> Stored items:
+++

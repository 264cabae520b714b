use std::io;
use std::path::PathBuf;

use anyhow::{bail, Context, Result};
use channelpack::config::PackConfig;
use channelpack::data::loader::{load_store, Header, LoadOptions};
use channelpack::{Category, ChannelId, ChannelStore, DurationRule, NameStyle, View};
use clap::Parser;
use log::debug;

/// Load channel data, mask it with conditions, and print parts or channels.
#[derive(Parser, Debug)]
#[command(name = "channelpack")]
#[command(author, version, about, long_about = None)]
struct Cli {
    /// Data files; later files are appended after earlier ones
    #[arg(required = true)]
    files: Vec<PathBuf>,

    /// JSON config with channel names and conditions
    #[arg(long)]
    config: Option<PathBuf>,

    /// Generic condition, e.g. "%('pressure') > 2" (repeatable)
    #[arg(long)]
    cond: Vec<String>,

    /// Start trigger condition (repeatable)
    #[arg(long)]
    start: Vec<String>,

    /// Stop trigger condition (repeatable)
    #[arg(long)]
    stop: Vec<String>,

    /// Records kept after each matched stop
    #[arg(long)]
    stop_extend: Option<usize>,

    /// Part length rule, e.g. "min 3" or "strict 0.5"
    #[arg(long)]
    duration: Option<DurationRule>,

    /// Samples per duration unit
    #[arg(long)]
    samplerate: Option<f64>,

    /// How the mask shapes output: raw, nan or filter
    #[arg(long, default_value = "raw")]
    view: View,

    /// Print only this part
    #[arg(long)]
    part: Option<usize>,

    /// Channels to print, by key or name (default: all)
    #[arg(long)]
    channel: Vec<ChannelId>,

    /// Print the part table instead of channel data
    #[arg(long)]
    parts: bool,

    /// Field delimiter of text files (sniffed when omitted)
    #[arg(long)]
    delimiter: Option<char>,

    /// Text files use ',' as the decimal mark
    #[arg(long)]
    decimal_comma: bool,

    /// Text files have no header row
    #[arg(long)]
    no_header: bool,

    /// Source columns to load
    #[arg(long, value_delimiter = ',')]
    usecols: Option<Vec<usize>>,

    /// Write the effective names and conditions to this path
    #[arg(long)]
    save_config: Option<PathBuf>,
}

impl Cli {
    fn load_options(&self) -> Result<LoadOptions> {
        let delimiter = match self.delimiter {
            Some(c) if c.is_ascii() => Some(c as u8),
            Some(c) => bail!("delimiter '{c}' is not a single-byte character"),
            None => None,
        };
        Ok(LoadOptions {
            delimiter,
            header: if self.no_header { Header::Absent } else { Header::Auto },
            usecols: self.usecols.clone(),
            decimal_comma: self.decimal_comma,
        })
    }

    /// The config file merged with command line overrides.
    fn pack_config(&self) -> Result<PackConfig> {
        let mut config = match &self.config {
            Some(path) => PackConfig::load(path)?,
            None => PackConfig::default(),
        };
        let conditions = &mut config.conditions;
        for (category, exprs) in [
            (Category::Cond, &self.cond),
            (Category::Start, &self.start),
            (Category::Stop, &self.stop),
        ] {
            for expr in exprs {
                conditions
                    .add(category, expr)
                    .with_context(|| format!("--{category} {expr}"))?;
            }
        }
        if let Some(n) = self.stop_extend {
            conditions.stop_extend = n;
        }
        if let Some(rule) = self.duration {
            conditions.duration = Some(rule);
        }
        if let Some(rate) = self.samplerate {
            conditions.samplerate = rate;
        }
        Ok(config)
    }
}

fn main() -> Result<()> {
    env_logger::init();
    let cli = Cli::parse();

    let options = cli.load_options()?;
    let mut store = ChannelStore::new();
    for path in &cli.files {
        let next = load_store(path, &options)?;
        store
            .append(next)
            .with_context(|| format!("appending {}", path.display()))?;
    }

    let config = cli.pack_config()?;
    debug!("conditions:\n{}", config.conditions);
    config.apply(&mut store).context("applying conditions")?;
    store.set_view(cli.view);

    if let Some(path) = &cli.save_config {
        PackConfig::from_store(&store, &config.conditions).save(path)?;
    }

    if cli.parts {
        print_parts(&store)
    } else {
        print_channels(&store, &cli)
    }
}

fn print_parts(store: &ChannelStore) -> Result<()> {
    let mut out = csv::WriterBuilder::new()
        .delimiter(b'\t')
        .from_writer(io::stdout().lock());
    out.write_record(["part", "start", "stop", "records"])?;
    for (i, part) in store.slices().iter().enumerate() {
        out.write_record([
            i.to_string(),
            part.start.to_string(),
            part.stop.to_string(),
            part.len().to_string(),
        ])?;
    }
    out.flush()?;
    Ok(())
}

fn print_channels(store: &ChannelStore, cli: &Cli) -> Result<()> {
    let ids: Vec<ChannelId> = if cli.channel.is_empty() {
        store.keys().map(ChannelId::Key).collect()
    } else {
        cli.channel.clone()
    };

    let mut header = Vec::with_capacity(ids.len());
    let mut columns = Vec::with_capacity(ids.len());
    for id in &ids {
        let name = store
            .name(id, NameStyle::Full)
            .or_else(|_| store.name(id, NameStyle::Fallback))?;
        header.push(name);
        columns.push(store.get(id, cli.part, None)?);
    }

    let mut out = csv::Writer::from_writer(io::stdout().lock());
    out.write_record(&header)?;
    let rows = columns.first().map_or(0, |c| c.len());
    for row in 0..rows {
        out.write_record(
            columns
                .iter()
                .map(|c| c.value(row).map(|v| v.to_string()).unwrap_or_default()),
        )?;
    }
    out.flush()?;
    Ok(())
}
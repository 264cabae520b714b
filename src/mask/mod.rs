//! The masking engine: boolean arrays in, boolean arrays out.
//!
//! * [`slices`] – true runs of a mask as half-open parts
//! * [`trigger`] – start/stop trigger pairing
//! * [`duration`] – part length policies
//! * [`expr`] – condition expressions over channels

pub mod duration;
pub mod expr;
pub mod slices;
pub mod trigger;

pub use duration::{apply_duration, DurationKind, DurationRule};
pub use expr::{combine, evaluate, Binder, Condition};
pub use slices::{slices, Part};
pub use trigger::{trigger_mask, Gate};
/// AND together every non-blank expression; no expressions means all true.
pub fn combine<B, S>(exprs: &[S], binder: &B) -> Result<Vec<bool>>
where
    B: Binder + ?Sized,
    S: AsRef<str>,
{
    let mut mask = vec![true; binder.record_count()];
    for expr in exprs.iter().map(AsRef::as_ref) {
        if expr.trim().is_empty() {
            continue;
        }
        let b = evaluate(expr, binder)?;
        mask.iter_mut().zip(b).for_each(|(m, b)| *m &= b);
    }
    Ok(mask)
}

+++

> Problem requirements: What you retype should run from the first line of the entries above through the line containing "#[arg(long, value_delimiter = ',')]", exactly and in full.

> Written reply:
repository 264cabae520b714b
use std::io;
use std::path::PathBuf;

use anyhow::{bail, Context, Result};
use channelpack::config::PackConfig;
use channelpack::data::loader::{load_store, Header, LoadOptions};
use channelpack::{Category, ChannelId, ChannelStore, DurationRule, NameStyle, View};
use clap::Parser;
use log::debug;

/// Load channel data, mask it with conditions, and print parts or channels.
#[derive(Parser, Debug)]
#[command(name = "channelpack")]
#[command(author, version, about, long_about = None)]
struct Cli {
    /// Data files; later files are appended after earlier ones
    #[arg(required = true)]
    files: Vec<PathBuf>,

    /// JSON config with channel names and conditions
    #[arg(long)]
    config: Option<PathBuf>,

    /// Generic condition, e.g. "%('pressure') > 2" (repeatable)
    #[arg(long)]
    cond: Vec<String>,

    /// Start trigger condition (repeatable)
    #[arg(long)]
    start: Vec<String>,

    /// Stop trigger condition (repeatable)
    #[arg(long)]
    stop: Vec<String>,

    /// Records kept after each matched stop
    #[arg(long)]
    stop_extend: Option<usize>,

    /// Part length rule, e.g. "min 3" or "strict 0.5"
    #[arg(long)]
    duration: Option<DurationRule>,

    /// Samples per duration unit
    #[arg(long)]
    samplerate: Option<f64>,

    /// How the mask shapes output: raw, nan or filter
    #[arg(long, default_value = "raw")]
    view: View,

    /// Print only this part
    #[arg(long)]
    part: Option<usize>,

    /// Channels to print, by key or name (default: all)
    #[arg(long)]
    channel: Vec<ChannelId>,

    /// Print the part table instead of channel data
    #[arg(long)]
    parts: bool,

    /// Field delimiter of text files (sniffed when omitted)
    #[arg(long)]
    delimiter: Option<char>,

    /// Text files use ',' as the decimal mark
    #[arg(long)]
    decimal_comma: bool,

    /// Text files have no header row
    #[arg(long)]
    no_header: bool,

    /// Source columns to load
    #[arg(long, value_delimiter = ',')]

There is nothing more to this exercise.